§ **EXERCISE DATA**
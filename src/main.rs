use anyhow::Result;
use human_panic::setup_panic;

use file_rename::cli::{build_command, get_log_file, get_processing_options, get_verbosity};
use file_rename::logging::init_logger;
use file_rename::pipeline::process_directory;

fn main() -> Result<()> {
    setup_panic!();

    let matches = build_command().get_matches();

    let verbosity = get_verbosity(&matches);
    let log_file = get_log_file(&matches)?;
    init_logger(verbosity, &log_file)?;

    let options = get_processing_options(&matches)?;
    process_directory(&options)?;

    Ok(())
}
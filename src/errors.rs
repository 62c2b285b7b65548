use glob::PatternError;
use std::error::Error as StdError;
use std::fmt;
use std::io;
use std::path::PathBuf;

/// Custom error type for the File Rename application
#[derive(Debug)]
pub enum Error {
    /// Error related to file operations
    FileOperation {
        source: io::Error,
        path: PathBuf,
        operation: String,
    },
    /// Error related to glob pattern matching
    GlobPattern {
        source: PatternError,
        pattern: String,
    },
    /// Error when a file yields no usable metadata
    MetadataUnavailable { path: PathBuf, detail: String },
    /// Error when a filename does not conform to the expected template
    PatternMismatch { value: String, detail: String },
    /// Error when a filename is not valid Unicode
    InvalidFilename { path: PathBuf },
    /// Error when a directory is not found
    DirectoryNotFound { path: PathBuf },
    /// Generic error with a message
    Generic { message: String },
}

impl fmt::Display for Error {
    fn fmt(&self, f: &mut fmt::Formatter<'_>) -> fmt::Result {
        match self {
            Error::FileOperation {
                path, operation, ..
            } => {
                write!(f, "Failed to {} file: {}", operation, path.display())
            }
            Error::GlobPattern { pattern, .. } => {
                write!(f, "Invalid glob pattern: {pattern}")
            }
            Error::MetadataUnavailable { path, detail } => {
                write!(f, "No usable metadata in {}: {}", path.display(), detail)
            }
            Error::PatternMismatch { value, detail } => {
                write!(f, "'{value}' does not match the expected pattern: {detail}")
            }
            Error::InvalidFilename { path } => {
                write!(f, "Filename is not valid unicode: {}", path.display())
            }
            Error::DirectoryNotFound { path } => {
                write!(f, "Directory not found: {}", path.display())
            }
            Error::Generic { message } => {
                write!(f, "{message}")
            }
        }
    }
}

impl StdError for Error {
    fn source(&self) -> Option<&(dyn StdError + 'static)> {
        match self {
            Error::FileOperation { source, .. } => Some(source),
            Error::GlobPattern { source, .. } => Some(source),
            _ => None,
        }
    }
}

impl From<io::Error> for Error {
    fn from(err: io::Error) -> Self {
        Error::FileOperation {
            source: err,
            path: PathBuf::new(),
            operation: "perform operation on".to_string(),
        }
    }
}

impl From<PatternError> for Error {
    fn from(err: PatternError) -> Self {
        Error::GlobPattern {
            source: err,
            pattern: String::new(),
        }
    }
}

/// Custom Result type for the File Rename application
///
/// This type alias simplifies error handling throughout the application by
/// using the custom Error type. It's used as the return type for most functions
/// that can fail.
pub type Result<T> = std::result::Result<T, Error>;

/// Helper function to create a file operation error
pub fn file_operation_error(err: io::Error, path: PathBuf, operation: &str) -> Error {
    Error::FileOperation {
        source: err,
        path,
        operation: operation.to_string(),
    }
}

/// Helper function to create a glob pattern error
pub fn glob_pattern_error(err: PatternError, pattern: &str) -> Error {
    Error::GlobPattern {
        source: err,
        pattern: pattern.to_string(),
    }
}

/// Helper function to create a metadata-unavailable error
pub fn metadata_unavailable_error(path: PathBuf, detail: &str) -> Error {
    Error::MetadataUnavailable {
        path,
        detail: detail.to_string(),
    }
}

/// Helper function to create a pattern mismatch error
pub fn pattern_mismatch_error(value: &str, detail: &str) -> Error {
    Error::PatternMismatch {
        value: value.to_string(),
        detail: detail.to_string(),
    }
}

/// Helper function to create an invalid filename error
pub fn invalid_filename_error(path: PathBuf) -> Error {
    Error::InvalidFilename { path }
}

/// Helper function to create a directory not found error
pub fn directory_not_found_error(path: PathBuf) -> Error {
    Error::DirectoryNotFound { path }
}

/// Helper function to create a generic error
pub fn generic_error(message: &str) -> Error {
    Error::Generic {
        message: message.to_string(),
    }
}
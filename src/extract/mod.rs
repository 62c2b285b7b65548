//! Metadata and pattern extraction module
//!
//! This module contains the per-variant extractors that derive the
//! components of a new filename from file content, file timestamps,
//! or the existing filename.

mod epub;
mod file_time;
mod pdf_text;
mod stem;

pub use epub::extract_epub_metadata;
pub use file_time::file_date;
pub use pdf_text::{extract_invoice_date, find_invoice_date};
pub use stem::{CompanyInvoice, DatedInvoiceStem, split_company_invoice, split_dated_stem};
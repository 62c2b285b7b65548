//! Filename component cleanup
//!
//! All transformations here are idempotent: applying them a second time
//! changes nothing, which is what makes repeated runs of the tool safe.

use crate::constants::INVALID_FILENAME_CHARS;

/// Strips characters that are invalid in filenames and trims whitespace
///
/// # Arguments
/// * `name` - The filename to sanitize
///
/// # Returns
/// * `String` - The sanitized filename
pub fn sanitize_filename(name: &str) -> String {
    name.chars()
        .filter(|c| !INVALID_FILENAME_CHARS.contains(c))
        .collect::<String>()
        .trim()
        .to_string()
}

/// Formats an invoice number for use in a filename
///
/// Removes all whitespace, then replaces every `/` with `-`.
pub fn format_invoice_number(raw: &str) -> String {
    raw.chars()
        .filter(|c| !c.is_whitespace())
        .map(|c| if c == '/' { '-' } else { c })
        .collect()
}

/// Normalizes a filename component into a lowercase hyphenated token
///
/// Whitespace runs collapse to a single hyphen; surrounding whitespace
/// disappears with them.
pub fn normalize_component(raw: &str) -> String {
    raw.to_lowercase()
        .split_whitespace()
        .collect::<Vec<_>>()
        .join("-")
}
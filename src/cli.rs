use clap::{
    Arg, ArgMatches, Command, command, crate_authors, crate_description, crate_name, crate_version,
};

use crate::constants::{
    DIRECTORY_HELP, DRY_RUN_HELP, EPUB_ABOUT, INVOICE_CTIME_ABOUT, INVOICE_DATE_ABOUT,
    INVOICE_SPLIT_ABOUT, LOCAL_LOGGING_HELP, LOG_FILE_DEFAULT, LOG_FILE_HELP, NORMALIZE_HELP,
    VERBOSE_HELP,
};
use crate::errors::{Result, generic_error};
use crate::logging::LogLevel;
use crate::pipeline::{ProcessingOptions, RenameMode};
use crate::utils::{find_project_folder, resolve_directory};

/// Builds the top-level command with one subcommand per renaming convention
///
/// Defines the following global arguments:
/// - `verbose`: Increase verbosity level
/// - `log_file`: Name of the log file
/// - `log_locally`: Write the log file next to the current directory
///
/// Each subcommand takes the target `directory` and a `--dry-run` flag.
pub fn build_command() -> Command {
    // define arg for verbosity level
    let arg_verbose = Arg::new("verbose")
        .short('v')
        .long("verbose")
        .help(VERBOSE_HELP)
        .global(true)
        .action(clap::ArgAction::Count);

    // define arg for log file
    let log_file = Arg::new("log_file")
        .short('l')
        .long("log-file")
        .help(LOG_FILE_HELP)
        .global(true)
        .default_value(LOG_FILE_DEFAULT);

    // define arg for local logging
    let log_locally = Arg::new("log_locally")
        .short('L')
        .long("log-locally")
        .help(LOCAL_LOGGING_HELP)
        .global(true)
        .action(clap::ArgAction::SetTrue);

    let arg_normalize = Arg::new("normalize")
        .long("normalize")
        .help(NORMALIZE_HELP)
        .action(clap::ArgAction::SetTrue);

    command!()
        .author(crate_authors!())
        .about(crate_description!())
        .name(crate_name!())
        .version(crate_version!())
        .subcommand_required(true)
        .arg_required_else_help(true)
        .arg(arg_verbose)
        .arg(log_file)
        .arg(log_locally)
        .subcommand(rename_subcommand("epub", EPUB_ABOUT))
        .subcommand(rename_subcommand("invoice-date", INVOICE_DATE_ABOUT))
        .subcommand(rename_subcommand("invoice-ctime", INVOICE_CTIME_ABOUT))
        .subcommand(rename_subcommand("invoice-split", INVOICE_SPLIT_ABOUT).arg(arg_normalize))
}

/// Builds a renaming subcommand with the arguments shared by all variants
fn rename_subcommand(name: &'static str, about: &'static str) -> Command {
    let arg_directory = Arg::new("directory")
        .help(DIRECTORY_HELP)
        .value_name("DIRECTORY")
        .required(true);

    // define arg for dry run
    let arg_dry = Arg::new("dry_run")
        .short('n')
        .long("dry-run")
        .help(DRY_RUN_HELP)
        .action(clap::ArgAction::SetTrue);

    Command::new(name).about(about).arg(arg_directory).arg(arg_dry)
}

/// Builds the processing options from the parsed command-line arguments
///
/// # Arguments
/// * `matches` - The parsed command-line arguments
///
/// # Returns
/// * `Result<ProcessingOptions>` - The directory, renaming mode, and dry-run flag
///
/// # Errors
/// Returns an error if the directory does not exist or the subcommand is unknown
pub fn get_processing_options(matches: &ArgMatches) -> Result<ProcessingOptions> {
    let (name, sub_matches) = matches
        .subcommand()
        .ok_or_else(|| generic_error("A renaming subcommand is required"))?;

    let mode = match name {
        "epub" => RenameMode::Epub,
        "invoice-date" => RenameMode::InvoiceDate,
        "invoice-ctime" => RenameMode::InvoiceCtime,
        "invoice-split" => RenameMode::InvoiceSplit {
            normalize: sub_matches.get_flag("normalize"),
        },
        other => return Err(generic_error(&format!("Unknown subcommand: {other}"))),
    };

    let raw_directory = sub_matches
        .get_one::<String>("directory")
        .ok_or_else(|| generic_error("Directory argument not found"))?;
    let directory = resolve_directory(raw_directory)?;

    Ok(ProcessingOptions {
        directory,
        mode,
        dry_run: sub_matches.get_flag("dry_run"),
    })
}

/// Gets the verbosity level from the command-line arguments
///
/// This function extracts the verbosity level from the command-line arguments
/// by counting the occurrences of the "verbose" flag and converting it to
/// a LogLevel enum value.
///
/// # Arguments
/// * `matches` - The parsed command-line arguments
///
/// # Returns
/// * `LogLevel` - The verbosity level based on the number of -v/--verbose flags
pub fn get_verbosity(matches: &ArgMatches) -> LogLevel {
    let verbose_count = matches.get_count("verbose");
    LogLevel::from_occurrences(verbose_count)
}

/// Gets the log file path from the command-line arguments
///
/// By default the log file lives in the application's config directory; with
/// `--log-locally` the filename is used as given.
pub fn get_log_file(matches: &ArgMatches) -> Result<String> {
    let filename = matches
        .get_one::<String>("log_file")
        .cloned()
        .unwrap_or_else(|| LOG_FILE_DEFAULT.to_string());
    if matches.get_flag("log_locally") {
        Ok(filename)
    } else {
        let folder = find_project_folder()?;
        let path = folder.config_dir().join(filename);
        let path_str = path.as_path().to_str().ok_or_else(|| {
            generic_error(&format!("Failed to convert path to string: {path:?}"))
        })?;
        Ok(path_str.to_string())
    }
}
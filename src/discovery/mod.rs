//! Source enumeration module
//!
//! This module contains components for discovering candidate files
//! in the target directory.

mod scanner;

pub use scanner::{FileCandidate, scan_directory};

§ **WHAT THIS TASK INVOLVES**
Your answer should consist of the lines from the material that contain "collect".

§ **RESULT FOR THIS EXERCISE**
        .collect::<String>()
        .collect()
        .collect::<Vec<_>>()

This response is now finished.